EMIR (EUROPEAN MARKET INFRASTRUCTURE REGULATION) - REGULATION 648/2012

We provided an update on the European Market Infrastructure Regulations (EMIR) in our Summer Pensions Update. EMIR is an EU regulation which affects schemes using derivatives (including those which use them solely for hedging through their custodian). These regulations require certain over-the-counter (OTC) derivatives contracts to be cleared centrally. Pension schemes were given a three-year exemption from the OTC central clearing requirement, which was due to expire in August of this year, due to the need to provide significant amounts of cash collateral in order to meet margin calls - an inefficient way of holding assets.

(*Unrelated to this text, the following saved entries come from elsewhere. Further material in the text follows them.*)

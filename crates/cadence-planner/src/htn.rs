//! Hierarchical task network decomposition (component D). A registry maps
//! a classified goal to an ordered (by priority) list of decomposition
//! methods; each method optionally guards on the plan context and expands
//! a goal into a step list. Grounded on the registry-of-strategies shape
//! used by `tandem-orchestrator`'s skill/template lookups, generalized
//! here to hold closures instead of static template records.

use std::collections::HashMap;

use cadence_types::{IoContract, LeaseFields, Step, StepStatus};
use serde_json::Value;
use uuid::Uuid;

#[derive(Debug, Clone, Copy, PartialEq, Eq, Hash)]
pub enum GoalClass {
    Develop,
    Analyze,
    Fix,
    Deploy,
    Generic,
}

/// `implement/build/create` → develop; `analyze/research` → analyze;
/// `fix/debug/resolve` → fix; `deploy/release` → deploy; else generic.
pub fn classify_goal(goal: &str) -> GoalClass {
    let lower = goal.to_ascii_lowercase();
    const DEVELOP: &[&str] = &["implement", "build", "create"];
    const ANALYZE: &[&str] = &["analyze", "research"];
    const FIX: &[&str] = &["fix", "debug", "resolve"];
    const DEPLOY: &[&str] = &["deploy", "release"];

    if DEVELOP.iter().any(|k| lower.contains(k)) {
        GoalClass::Develop
    } else if ANALYZE.iter().any(|k| lower.contains(k)) {
        GoalClass::Analyze
    } else if FIX.iter().any(|k| lower.contains(k)) {
        GoalClass::Fix
    } else if DEPLOY.iter().any(|k| lower.contains(k)) {
        GoalClass::Deploy
    } else {
        GoalClass::Generic
    }
}

pub type Guard = Box<dyn Fn(&HashMap<String, Value>) -> bool + Send + Sync>;
pub type Decomposer =
    Box<dyn Fn(&str, &str, &HashMap<String, Value>) -> Vec<Step> + Send + Sync>;

pub struct DecompositionMethod {
    pub name: String,
    pub priority: i32,
    pub guard: Option<Guard>,
    pub decompose: Decomposer,
}

impl DecompositionMethod {
    fn applies(&self, context: &HashMap<String, Value>) -> bool {
        self.guard.as_ref().map(|g| g(context)).unwrap_or(true)
    }
}

pub struct MethodRegistry {
    methods: HashMap<GoalClass, Vec<DecompositionMethod>>,
}

impl Default for MethodRegistry {
    fn default() -> Self {
        Self::with_builtins()
    }
}

impl MethodRegistry {
    pub fn new() -> Self {
        Self {
            methods: HashMap::new(),
        }
    }

    pub fn register(&mut self, class: GoalClass, method: DecompositionMethod) {
        let entries = self.methods.entry(class).or_default();
        entries.push(method);
        entries.sort_by_key(|m| -m.priority);
    }

    /// Builds the registry with one built-in method per goal class: a
    /// fixed keyword → capability-sequence mapping per class.
    pub fn with_builtins() -> Self {
        let mut registry = Self::new();

        registry.register(
            GoalClass::Develop,
            DecompositionMethod {
                name: "develop.default".into(),
                priority: 10,
                guard: None,
                decompose: Box::new(|plan_id, goal, _ctx| {
                    make_steps(
                        plan_id,
                        &[
                            ("context.analyze", &[], false),
                            ("design.create", &["context.analyze"], false),
                            ("code.implement", &["design.create"], true),
                            ("code.verify", &["code.implement"], true),
                        ],
                        goal,
                    )
                }),
            },
        );

        registry.register(
            GoalClass::Analyze,
            DecompositionMethod {
                name: "analyze.default".into(),
                priority: 10,
                guard: None,
                decompose: Box::new(|plan_id, goal, _ctx| {
                    make_steps(
                        plan_id,
                        &[
                            ("context.gather", &[], false),
                            ("analysis.perform", &["context.gather"], false),
                            ("analysis.report", &["analysis.perform"], false),
                        ],
                        goal,
                    )
                }),
            },
        );

        registry.register(
            GoalClass::Fix,
            DecompositionMethod {
                name: "fix.default".into(),
                priority: 10,
                guard: None,
                decompose: Box::new(|plan_id, goal, _ctx| {
                    make_steps(
                        plan_id,
                        &[
                            ("context.analyze", &[], false),
                            ("diagnosis.identify", &["context.analyze"], false),
                            ("code.implement", &["diagnosis.identify"], true),
                            ("code.verify", &["code.implement"], true),
                        ],
                        goal,
                    )
                }),
            },
        );

        registry.register(
            GoalClass::Deploy,
            DecompositionMethod {
                name: "deploy.default".into(),
                priority: 10,
                guard: None,
                decompose: Box::new(|plan_id, goal, _ctx| {
                    make_steps(
                        plan_id,
                        &[
                            ("context.analyze", &[], false),
                            ("deploy.prepare", &["context.analyze"], false),
                            ("deploy.production", &["deploy.prepare"], true),
                            ("monitoring.setup", &["deploy.production"], false),
                        ],
                        goal,
                    )
                }),
            },
        );

        registry
    }

    /// Classifies `goal`, tries that class's methods in priority order
    /// (skipping methods whose guard fails, or whose emitted steps fail
    /// `cadence-dsl` validation), and falls back to a generic three-step
    /// decomposition (`context.build` → `work.plan` → `work.execute`).
    pub fn decompose(&self, plan_id: &str, goal: &str, context: &HashMap<String, Value>) -> Vec<Step> {
        let class = classify_goal(goal);
        if let Some(methods) = self.methods.get(&class) {
            for method in methods {
                if !method.applies(context) {
                    continue;
                }
                let steps = (method.decompose)(plan_id, goal, context);
                if cadence_dsl::validate_steps(&steps).is_ok() {
                    return steps;
                }
                tracing::warn!(method = %method.name, "decomposition method produced invalid steps, trying next");
            }
        }
        generic_fallback(plan_id, goal)
    }
}

fn generic_fallback(plan_id: &str, goal: &str) -> Vec<Step> {
    make_steps(
        plan_id,
        &[
            ("context.build", &[], false),
            ("work.plan", &["context.build"], false),
            ("work.execute", &["work.plan"], false),
        ],
        goal,
    )
}

fn make_steps(plan_id: &str, specs: &[(&str, &[&str], bool)], goal: &str) -> Vec<Step> {
    let now = cadence_types::now_ms();
    let mut id_by_capability = HashMap::new();
    let mut steps = Vec::with_capacity(specs.len());

    for (order_index, (capability, _, _)) in specs.iter().enumerate() {
        let id = format!("step-{}", Uuid::new_v4());
        id_by_capability.insert(*capability, id.clone());
        steps.push((id, *capability, order_index));
    }

    specs
        .iter()
        .zip(steps.into_iter())
        .map(|((capability, deps, critical), (id, _, order_index))| {
            let dependencies = deps
                .iter()
                .filter_map(|dep| id_by_capability.get(dep).cloned())
                .collect();
            Step {
                id,
                plan_id: plan_id.to_string(),
                capability: capability.to_string(),
                critical: *critical,
                priority: cadence_types::default_priority(),
                contract: IoContract::default(),
                constraints: None,
                dependencies,
                parallel_group: None,
                timeout_ms: cadence_types::default_timeout_ms(),
                retry_count: cadence_types::default_retry_count(),
                status: StepStatus::Todo,
                assignee: None,
                lease: LeaseFields::default(),
                branch: None,
                parent_step_id: None,
                order_index: order_index as u32,
                created_at: now,
                updated_at: now,
                metadata: HashMap::from([("goal".to_string(), Value::String(goal.to_string()))]),
            }
        })
        .collect()
}

#[cfg(test)]
mod tests {
    use super::*;

    #[test]
    fn classifies_by_keyword() {
        assert_eq!(classify_goal("implement a login flow"), GoalClass::Develop);
        assert_eq!(classify_goal("analyze the latency regression"), GoalClass::Analyze);
        assert_eq!(classify_goal("fix the flaky test"), GoalClass::Fix);
        assert_eq!(classify_goal("deploy the new release"), GoalClass::Deploy);
        assert_eq!(classify_goal("say hello"), GoalClass::Generic);
    }

    #[test]
    fn develop_goal_decomposes_into_validated_steps() {
        let registry = MethodRegistry::with_builtins();
        let steps = registry.decompose("p1", "implement user auth", &HashMap::new());
        assert_eq!(steps.len(), 4);
        assert!(cadence_dsl::validate_steps(&steps).is_ok());
        let caps: Vec<&str> = steps.iter().map(|s| s.capability.as_str()).collect();
        assert_eq!(
            caps,
            vec!["context.analyze", "design.create", "code.implement", "code.verify"]
        );
    }

    #[test]
    fn unclassified_goal_falls_back_to_generic() {
        let registry = MethodRegistry::with_builtins();
        let steps = registry.decompose("p1", "say hello to the team", &HashMap::new());
        let caps: Vec<&str> = steps.iter().map(|s| s.capability.as_str()).collect();
        assert_eq!(caps, vec!["context.build", "work.plan", "work.execute"]);
    }
}
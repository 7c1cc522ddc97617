use serde::{Deserialize, Serialize};
use serde_json::Value;

pub const IN_TOTO_STATEMENT_TYPE: &str = "https://in-toto.io/Statement/v0.1";
pub const SLSA_PREDICATE_TYPE: &str = "https://slsa.dev/provenance/v0.2";

#[derive(Debug, Clone, Copy, PartialEq, Eq, PartialOrd, Ord, Serialize, Deserialize)]
#[serde(rename_all = "SCREAMING_SNAKE_CASE")]
pub enum SlsaLevel {
    Slsa1,
    Slsa2,
    Slsa3,
    Slsa4,
}

#[derive(Debug, Clone, Serialize, Deserialize)]
pub struct Subject {
    pub name: String,
    pub digest: DigestSet,
}

#[derive(Debug, Clone, Serialize, Deserialize)]
pub struct DigestSet {
    pub sha256: String,
}

#[derive(Debug, Clone, Serialize, Deserialize)]
pub struct Builder {
    pub id: String,
    pub version: String,
}

#[derive(Debug, Clone, Serialize, Deserialize)]
pub struct ConfigSource {
    pub uri: String,
    pub digest: DigestSet,
}

#[derive(Debug, Clone, Serialize, Deserialize)]
pub struct Invocation {
    pub config_source: ConfigSource,
    pub parameters: Value,
    #[serde(default, skip_serializing_if = "Option::is_none")]
    pub environment: Option<Value>,
}

#[derive(Debug, Clone, Serialize, Deserialize)]
pub struct BuildConfig {
    pub capability: String,
    pub route_id: String,
    pub tool: String,
    pub critical: bool,
    #[serde(default, skip_serializing_if = "Option::is_none")]
    pub policy: Option<String>,
}

#[derive(Debug, Clone, Serialize, Deserialize)]
pub struct ProvenanceMetadata {
    pub build_invocation_id: String,
    pub build_started_on: i64,
    pub build_finished_on: i64,
    pub completeness_parameters: bool,
    pub completeness_environment: bool,
    pub completeness_materials: bool,
    pub reproducible: bool,
}

#[derive(Debug, Clone, Serialize, Deserialize)]
pub struct Material {
    pub uri: String,
    #[serde(default, skip_serializing_if = "Option::is_none")]
    pub digest: Option<DigestSet>,
}

#[derive(Debug, Clone, Serialize, Deserialize)]
pub struct SlsaProvenancePredicate {
    pub builder: Builder,
    pub build_type: String,
    pub invocation: Invocation,
    pub build_config: BuildConfig,
    pub metadata: ProvenanceMetadata,
    pub materials: Vec<Material>,
}

#[derive(Debug, Clone, Serialize, Deserialize)]
pub struct InTotoStatement {
    #[serde(rename = "_type")]
    pub statement_type: String,
    pub predicate_type: String,
    pub subject: Vec<Subject>,
    pub predicate: SlsaProvenancePredicate,
}

#[derive(Debug, Clone, Serialize, Deserialize)]
pub struct Signature {
    pub keyid: String,
    pub sig: String,
}

#[derive(Debug, Clone, Serialize, Deserialize)]
pub struct Envelope {
    /// base64-encoded canonical JSON of the statement
    pub payload: String,
    pub payload_type: String,
    pub signatures: Vec<Signature>,
}

#[derive(Debug, Clone, Serialize, Deserialize)]
pub struct Attestation {
    pub id: String,
    pub step_id: String,
    pub ticket_id: String,
    pub statement: InTotoStatement,
    #[serde(default, skip_serializing_if = "Option::is_none")]
    pub envelope: Option<Envelope>,
    pub created_at: i64,
}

However, the European Commission has acknowledged the difficulties the EMIR regime causes for pension scheme trustees and has extended the exemption by a further two years to 15 August 2017.

Trustees operating hedges or using derivatives held directly for liabilities driven investments purposes should continue to work with advisors to ensure their compliance with the full EMIR regime when the exemption period ends.

UK CASE LAW

In the UK some decisions of the Pensions Ombudsman and the High Court are of interest.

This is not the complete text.